Et puis, ça y est! J'y suis! Un cycliste vient me féliciter en m'offrant une énorme fraise et m'apprend que je viens de passer le col asphalté le plus haut du Canada. Je n'en avais aucune idée! La satisfaction est encore plus grande!

 

Je ne suis visiblement pas le seul à avoir franchi le col. Des mouflons m'ont suivi, tiens.


Je parcours ensuite 65 km  principalement en descente en laissant les hauts sommets derrière moi pour atteindre un camping où, après avoir planté ma tente, je m'allonge dans l'herbe et m'endors pendant une heure. A mon réveil, je m'offre ma première gourdouche vraiment chaude, le soleil ayant bien chauffé l'eau de mes gourdes.
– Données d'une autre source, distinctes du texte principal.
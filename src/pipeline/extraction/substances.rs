//! Screen outcomes, laboratory confirmations and dilution.

use std::collections::BTreeSet;
use std::sync::LazyLock;

use regex::Regex;

use super::normalize::SubstanceTable;
use crate::models::{CanonicalSubstance, ConfirmationFinding, ConfirmationOutcome};

/// Screen-level outcome word next to a substance.
#[derive(Debug, Clone, Copy, PartialEq, Eq)]
pub enum ScreenOutcome {
    Positive,
    Negative,
}

/// Compound keywords first so "Non-Negative" is never read as "Negative".
static OUTCOME_KEYWORD: LazyLock<Regex> = LazyLock::new(|| {
    Regex::new(
        r"(?i)\b(presumptive\s+positive|screened\s+positive|non-?negative|positive|pos|negative|neg|not\s+detected)\b",
    )
    .unwrap()
});

static LEADING_OUTCOME: LazyLock<Regex> = LazyLock::new(|| {
    Regex::new(
        r"(?i)^\s*(presumptive\s+positive|screened\s+positive|non-?negative|positive|pos|negative|neg|not\s+detected)\b",
    )
    .unwrap()
});

static CONFIRMATION_HEADER: LazyLock<Regex> = LazyLock::new(|| {
    Regex::new(r"(?im)^\s*confirmation(?:\s+(?:results?|testing|tests))?\s*:?\s*$|^\s*confirmation\s+(?:results?|testing)\b").unwrap()
});

static DILUTE: LazyLock<Regex> = LazyLock::new(|| Regex::new(r"(?i)\bdilute(?:d)?\b").unwrap());

static DILUTE_NEGATED: LazyLock<Regex> = LazyLock::new(|| {
    Regex::new(
        r"(?i)\b(?:not|non)[\s-]*dilute(?:d)?\b|\bdilute(?:d)?\s*[:\-]?\s*(?:no|negative|n/a|none|normal|false)\b",
    )
    .unwrap()
});

static NUMERIC_VALUE: LazyLock<Regex> =
    LazyLock::new(|| Regex::new(r"^\d+(?:\.\d+)?(?:ng/ml)?$").unwrap());

/// One regex per alias, so a hit always knows its substance.
fn alias_regexes(table: SubstanceTable) -> Vec<(CanonicalSubstance, Regex)> {
    table
        .entries()
        .map(|(alias, code)| {
            let pattern = super::normalize::alias_pattern(alias);
            (code, Regex::new(&pattern).unwrap())
        })
        .collect()
}

static INSTANT_SCREEN_PATTERNS: LazyLock<Vec<(CanonicalSubstance, Regex)>> =
    LazyLock::new(|| alias_regexes(SubstanceTable::InstantPanel));

static LAB_SCREEN_PATTERNS: LazyLock<Vec<(CanonicalSubstance, Regex)>> =
    LazyLock::new(|| alias_regexes(SubstanceTable::LabPanel));

fn confirmation_regexes(table: SubstanceTable) -> Vec<(CanonicalSubstance, Regex)> {
    table
        .entries()
        .map(|(alias, code)| {
            let words: Vec<String> = alias.split_whitespace().map(regex::escape).collect();
            let pattern = format!(
                r"(?i)\b{}s?\b\)?\s*\*?\s*(?:LC|GC)[-/\s]?MS(?:/MS)?\s+[<>]?\s*\d+(?:\.\d+)?\s*(?:ng/ml)?[ \t]+(?P<outcome>[^\r\n]+)",
                words.join(r"\s+")
            );
            (code, Regex::new(&pattern).unwrap())
        })
        .collect()
}

static LAB_CONFIRMATION_PATTERNS: LazyLock<Vec<(CanonicalSubstance, Regex)>> =
    LazyLock::new(|| confirmation_regexes(SubstanceTable::LabPanel));

fn screen_patterns(table: SubstanceTable) -> &'static [(CanonicalSubstance, Regex)] {
    match table {
        SubstanceTable::InstantPanel => &INSTANT_SCREEN_PATTERNS,
        SubstanceTable::LabPanel => &LAB_SCREEN_PATTERNS,
    }
}

/// Classify an outcome keyword.
pub fn keyword_outcome(keyword: &str) -> Option<ScreenOutcome> {
    let lowered = keyword.to_lowercase();
    let squashed: String = lowered.split_whitespace().collect::<Vec<_>>().join(" ");
    match squashed.as_str() {
        "presumptive positive" | "screened positive" | "non-negative" | "nonnegative"
        | "positive" | "pos" => Some(ScreenOutcome::Positive),
        "negative" | "neg" | "not detected" => Some(ScreenOutcome::Negative),
        _ => None,
    }
}

/// First outcome keyword in `window`.
pub fn first_outcome(window: &str) -> Option<ScreenOutcome> {
    OUTCOME_KEYWORD
        .find(window)
        .and_then(|m| keyword_outcome(m.as_str()))
}

/// Outcome for an alias ending at byte `alias_end`: the rest of its line,
/// capped at `window_chars`, or else the next line when that line opens
/// with an outcome keyword.
fn outcome_after(text: &str, alias_end: usize, window_chars: usize) -> Option<ScreenOutcome> {
    let rest = &text[alias_end..];
    let (line_rest, after_line) = match rest.find('\n') {
        Some(i) => (&rest[..i], Some(&rest[i + 1..])),
        None => (rest, None),
    };
    let window = match line_rest.char_indices().nth(window_chars) {
        Some((cut, _)) => &line_rest[..cut],
        None => line_rest,
    };
    if let Some(outcome) = first_outcome(window) {
        return Some(outcome);
    }

    let next_line = after_line?.lines().next()?;
    LEADING_OUTCOME
        .captures(next_line)
        .and_then(|c| keyword_outcome(&c[1]))
}

/// Substances with a positive-family screen, and every substance with any
/// explicit screen outcome.
#[derive(Debug, Clone, Default, PartialEq, Eq)]
pub struct ScreenFindings {
    pub detected: BTreeSet<CanonicalSubstance>,
    pub screened: BTreeSet<CanonicalSubstance>,
}

/// Scan `text` for screen outcomes of the substances in `panel`.
///
/// Any positive-family outcome marks a substance detected, even if another
/// alias of it reads negative elsewhere.
pub fn detect_substances(
    text: &str,
    table: SubstanceTable,
    panel: &[CanonicalSubstance],
    window_chars: usize,
) -> ScreenFindings {
    let mut findings = ScreenFindings::default();
    for (substance, pattern) in screen_patterns(table) {
        if !panel.contains(substance) {
            continue;
        }
        for hit in pattern.find_iter(text) {
            match outcome_after(text, hit.end(), window_chars) {
                Some(ScreenOutcome::Positive) => {
                    findings.screened.insert(*substance);
                    findings.detected.insert(*substance);
                }
                Some(ScreenOutcome::Negative) => {
                    findings.screened.insert(*substance);
                }
                None => {}
            }
        }
    }
    findings
}

/// Split lab text at the confirmation section header. Without a header the
/// whole text is the screen section.
pub fn split_confirmation_section(text: &str) -> (&str, Option<&str>) {
    match CONFIRMATION_HEADER.find(text) {
        Some(m) => (&text[..m.start()], Some(&text[m.start()..])),
        None => (text, None),
    }
}

static LEADING_UNIT: LazyLock<Regex> = LazyLock::new(|| Regex::new(r"(?i)^ng/ml\b").unwrap());

/// Outcome from the text after the cutoff: any outcome keyword on the rest
/// of the line, else a measured concentration as its first token. `None`
/// when nothing follows the cutoff unit.
fn confirmation_outcome(rest: &str) -> Option<ConfirmationOutcome> {
    let rest = LEADING_UNIT.replace(rest.trim(), "");
    let rest = rest.trim();
    if rest.is_empty() {
        return None;
    }
    match first_outcome(rest) {
        Some(ScreenOutcome::Negative) => return Some(ConfirmationOutcome::ConfirmedNegative),
        Some(ScreenOutcome::Positive) => return Some(ConfirmationOutcome::ConfirmedPositive),
        None => {}
    }
    let token = rest
        .split_whitespace()
        .next()
        .unwrap_or_default()
        .trim_matches(|c: char| matches!(c, ',' | ';' | '(' | ')' | '*'))
        .replace(',', "");
    if NUMERIC_VALUE.is_match(&token.to_lowercase()) {
        Some(ConfirmationOutcome::ConfirmedPositive)
    } else {
        Some(ConfirmationOutcome::Inconclusive)
    }
}

/// Read laboratory confirmation lines: alias, optional `*`, method marker,
/// cutoff, then an outcome word or a measured concentration. One finding per
/// substance; the first in text order wins.
pub fn detect_confirmations(text: &str) -> Vec<ConfirmationFinding> {
    let mut hits: Vec<(usize, CanonicalSubstance, ConfirmationOutcome)> = LAB_CONFIRMATION_PATTERNS
        .iter()
        .flat_map(|(substance, pattern)| {
            pattern.captures_iter(text).filter_map(move |caps| {
                let start = caps.get(0)?.start();
                let outcome = confirmation_outcome(caps.name("outcome")?.as_str())?;
                Some((start, *substance, outcome))
            })
        })
        .collect();
    hits.sort_by_key(|(start, substance, _)| (*start, *substance));

    let mut seen = BTreeSet::new();
    hits.into_iter()
        .filter(|(_, substance, _)| seen.insert(*substance))
        .map(|(_, substance, outcome)| ConfirmationFinding { substance, outcome })
        .collect()
}

/// True when some line flags the specimen dilute and does not negate it.
pub fn is_dilute(text: &str) -> bool {
    text.lines()
        .any(|line| DILUTE.is_match(line) && !DILUTE_NEGATED.is_match(line))
}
Me rendant ensuite à la pompe à eau, je passe devant une caravane où un type m'appelle, complètement intrigué par le voyage que je fais visiblement. Je le lui explique et il n'en revient pas. Il dit: "On sait qu'il y a des gens qui font ce genre de choses, mais on ne les rencontre jamais. Et en avoir un ici, dans ce petit camping, c'est génial. Ma famille ne va jamais me croire!" Pour le coup, il me donne une bière et m'invite pour le déjeuner du lendemain. Décidément, les gens se sont donné le mot pour me faire passer des super moments! Il s'appelle David et est là en vacances avec son fils, Joe. C'est un fermier, un vrai gars de l'extérieur et la force qu'il a dans les mains est impressionnante. Il fait une bouillie de la mienne en la serrant. Je suis sûr qu'il enfonce des clous avec le pouce. Et donc, le lendemain, j'ai droit à des céréales cultivées par David, des fruits, un œuf et du bacon. Merveilleux! Me voici paré pour continuer ma route.


Joe et David



4 commentaires:

  1. Rhaaaaa, qu'est ce que ça donne envie de te suivre !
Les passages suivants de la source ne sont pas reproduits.